[ACTIVITY]: Where the string "filename" occurs in the material below, report the whole line.

DATA EXTRACT START

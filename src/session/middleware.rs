use std::sync::Arc;

use axum::{
    body::Body,
    extract::State,
    http::Request,
    middleware::Next,
    response::Response,
};

use super::{Session, SessionId};
use crate::gateway::state::AppState;

/// Resolved session of the current request, handed to every handler
#[derive(Debug, Clone)]
pub struct SessionContext {
    pub id: SessionId,
    pub session: Session,
}

/// Response extension: a handler bound the client to a new session id
/// (login rotates the id); the session layer sends the cookie for it.
#[derive(Debug, Clone, Copy)]
pub struct IssuedSession(pub SessionId);

/// Resolve the session cookie into a [`SessionContext`] request extension.
///
/// Clients without a valid cookie get a fresh id, sent back on the response.
pub async fn session_layer(
    State(state): State<Arc<AppState>>,
    mut request: Request<Body>,
    next: Next,
) -> Response {
    let (id, fresh) = match state.cookies.decode(request.headers()) {
        Some(id) => (id, false),
        None => (SessionId::new(), true),
    };

    let session = state.sessions.get(&id);
    request
        .extensions_mut()
        .insert(SessionContext { id, session });

    let mut response = next.run(request).await;

    match response.extensions_mut().remove::<IssuedSession>() {
        Some(IssuedSession(new_id)) => state.cookies.attach(new_id, response),
        None if fresh => state.cookies.attach(id, response),
        None => response,
    }
}
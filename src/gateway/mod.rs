//! HTTP gateway: router, shared state, pages and JSON endpoints.
//!
//! Layer order (outermost first): request tracing → session resolution →
//! access gate → handler.

pub mod gate;
pub mod handlers;
pub mod openapi;
pub mod state;
pub mod types;
pub mod views;

use std::sync::Arc;
use std::time::Duration;

use anyhow::Context;
use axum::{
    Router,
    middleware::{from_fn, from_fn_with_state},
    routing::{get, post},
};
use tokio::net::TcpListener;
use tower_http::trace::TraceLayer;

use crate::config::ServerConfig;
use crate::session::{self, session_layer};
use crate::user_auth::{self, access_gate};
use state::AppState;

/// Build the application router over shared state
pub fn build_router(state: Arc<AppState>) -> Router {
    let internal_routes = Router::new()
        .route("/health", get(handlers::health_check))
        .route("/style.css", get(handlers::stylesheet))
        .route("/openapi.json", get(handlers::openapi_json));

    Router::new()
        .route("/", get(handlers::home))
        .route(
            "/login",
            get(handlers::login_page).post(user_auth::handlers::login_submit),
        )
        .route("/logout", post(user_auth::handlers::logout))
        .route("/info", get(handlers::get_info))
        .nest(gate::INTERNAL_PREFIX, internal_routes)
        .fallback(handlers::not_found)
        // Applied bottom-up: the session layer runs before the gate
        .layer(from_fn(access_gate))
        .layer(from_fn_with_state(state.clone(), session_layer))
        .layer(TraceLayer::new_for_http())
        .with_state(state)
}

/// Start the HTTP server; returns when ctrl-c is received
pub async fn run_server(
    config: &ServerConfig,
    state: Arc<AppState>,
    purge_interval: Duration,
) -> anyhow::Result<()> {
    let purge_task = session::spawn_purge_task(state.sessions.clone(), purge_interval);

    let app = build_router(state);

    let addr = format!("{}:{}", config.host, config.port);
    let listener = TcpListener::bind(&addr)
        .await
        .with_context(|| format!("Failed to bind to {}", addr))?;

    tracing::info!("authgate listening on http://{}", addr);

    let result = axum::serve(listener, app)
        .with_graceful_shutdown(shutdown_signal())
        .await
        .context("Server error");

    purge_task.abort();
    result
}

async fn shutdown_signal() {
    if let Err(e) = tokio::signal::ctrl_c().await {
        tracing::error!("Failed to listen for shutdown signal: {}", e);
        std::future::pending::<()>().await;
    }
    tracing::info!("Shutdown signal received");
}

DATA EXTRACT END

[RESPONSE TO THE EXERCISE]:
filename src/session/middleware.rs
filename src/gateway/mod.rs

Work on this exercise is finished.